*** Opening RECORDS SHOWN ***

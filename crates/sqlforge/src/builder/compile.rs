//! Per-operation SQL rendering.
//!
//! INSERT, UPDATE, DELETE and CREATE TABLE address the first declared table.
//! Every operation except CREATE TABLE ends with the shared epilogue:
//! `WHERE`, `GROUP BY`, `ORDER BY`, `LIMIT`.

use super::StatementBuilder;
use super::clause::write_list;
use crate::error::{BuildError, BuildResult};
use crate::ident::write_quoted;
use crate::statement::{CompiledStatement, OperationKind};
use crate::value::PreparedValue;

impl StatementBuilder {
    /// Compile the accumulated state without consuming or resetting it.
    pub fn compile(&self) -> BuildResult<CompiledStatement> {
        let operation = self.operation.ok_or(BuildError::OperationNotSet)?;
        let mut sql = String::with_capacity(128);
        let mut params = Vec::new();

        if operation.requires_filter() && self.filter.is_empty() {
            #[cfg(feature = "tracing")]
            tracing::warn!(
                target: "sqlforge.sql",
                operation = %operation,
                "refusing to compile statement without a filter"
            );
            return Err(BuildError::UnsafeOperation(operation));
        }

        match operation {
            OperationKind::Select => self.compile_select(&mut sql)?,
            OperationKind::Insert => self.compile_insert(&mut sql, &mut params, operation)?,
            OperationKind::Update => self.compile_update(&mut sql, &mut params, operation)?,
            OperationKind::Upsert if self.filter.is_empty() => {
                self.compile_insert(&mut sql, &mut params, operation)?;
            }
            OperationKind::Upsert => self.compile_update(&mut sql, &mut params, operation)?,
            OperationKind::Delete => self.compile_delete(&mut sql)?,
            OperationKind::Create => {
                self.compile_create(&mut sql)?;
                return Ok(CompiledStatement::new(sql, params, operation));
            }
        }

        sql.push_str(self.filter.clause());

        if !self.groups.is_empty() {
            sql.push_str(" GROUP BY ");
            write_list(&mut sql, &self.groups, |g, out| g.write_sql(out));
        }
        if !self.orders.is_empty() {
            sql.push_str(" ORDER BY ");
            write_list(&mut sql, &self.orders, |o, out| o.write_sql(out));
        }
        if let Some(limit) = &self.limit {
            limit.write_sql(&mut sql);
        }

        params.extend_from_slice(self.filter.params());
        Ok(CompiledStatement::new(sql, params, operation))
    }

    fn target_table(&self) -> BuildResult<&str> {
        self.table(1)
    }

    fn compile_select(&self, sql: &mut String) -> BuildResult<()> {
        if self.tables.is_empty() {
            return Err(BuildError::UnknownTable { index: 1, len: 0 });
        }

        sql.push_str("SELECT ");
        if !self.selected.is_empty() {
            write_list(sql, &self.selected, |f, out| f.write_sql(out));
        } else if let Some(raw) = &self.select_raw {
            sql.push_str(raw);
        } else {
            sql.push('*');
        }

        sql.push_str(" FROM ");
        let from: Vec<&String> = self
            .tables
            .iter()
            .filter(|t| !self.excluded_tables.contains(t))
            .collect();
        write_list(sql, &from, |t, out| write_quoted(out, t));

        for join in &self.joins {
            join.write_sql(sql);
        }
        Ok(())
    }

    fn compile_insert(
        &self,
        sql: &mut String,
        params: &mut Vec<PreparedValue>,
        operation: OperationKind,
    ) -> BuildResult<()> {
        let table = self.target_table()?;
        if self.modifying_fields.is_empty() || self.insert_rows.is_empty() {
            return Err(BuildError::MissingValues(operation));
        }

        sql.push_str("INSERT INTO ");
        write_quoted(sql, table);
        sql.push('(');
        write_list(sql, &self.modifying_fields, |f, out| write_quoted(out, f.name()));
        sql.push_str(") VALUES ");

        for (i, row) in self.insert_rows.iter().enumerate() {
            if row.len() != self.modifying_fields.len() {
                return Err(BuildError::FieldCountMismatch {
                    expected: self.modifying_fields.len(),
                    actual: row.len(),
                });
            }
            if i > 0 {
                sql.push_str(", ");
            }
            sql.push('(');
            write_list(sql, row, |_, out| out.push('?'));
            sql.push(')');
            params.extend_from_slice(row);
        }
        Ok(())
    }

    fn compile_update(
        &self,
        sql: &mut String,
        params: &mut Vec<PreparedValue>,
        operation: OperationKind,
    ) -> BuildResult<()> {
        let table = self.target_table()?;
        let row = match &self.update_row {
            Some(row) if !row.is_empty() => row,
            _ => return Err(BuildError::MissingValues(operation)),
        };
        if row.len() != self.modifying_fields.len() {
            return Err(BuildError::FieldCountMismatch {
                expected: self.modifying_fields.len(),
                actual: row.len(),
            });
        }

        sql.push_str("UPDATE ");
        write_quoted(sql, table);
        sql.push_str(" SET ");
        write_list(sql, &self.modifying_fields, |f, out| {
            write_quoted(out, f.name());
            out.push_str(" = ?");
        });
        params.extend_from_slice(row);
        Ok(())
    }

    fn compile_delete(&self, sql: &mut String) -> BuildResult<()> {
        let table = self.target_table()?;
        sql.push_str("DELETE FROM ");
        write_quoted(sql, table);
        Ok(())
    }

    fn compile_create(&self, sql: &mut String) -> BuildResult<()> {
        let table = self.target_table()?;
        sql.push_str("CREATE TABLE IF NOT EXISTS ");
        write_quoted(sql, table);
        sql.push_str("(`id` INTEGER PRIMARY KEY AUTO_INCREMENT");
        for field in &self.create_fields {
            sql.push_str(", ");
            sql.push_str(&field.column_definition());
        }
        sql.push_str(") DEFAULT CHARSET=");
        sql.push_str(&self.config.charset);
        Ok(())
    }
}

*** Closing RECORDS SHOWN ***

▸ **WORK REQUIRED**
Pick out the lines above containing the word "orders", then copy them.

▸ **ANSWER AREA**
        if !self.orders.is_empty() {
            write_list(&mut sql, &self.orders, |o, out| o.write_sql(out));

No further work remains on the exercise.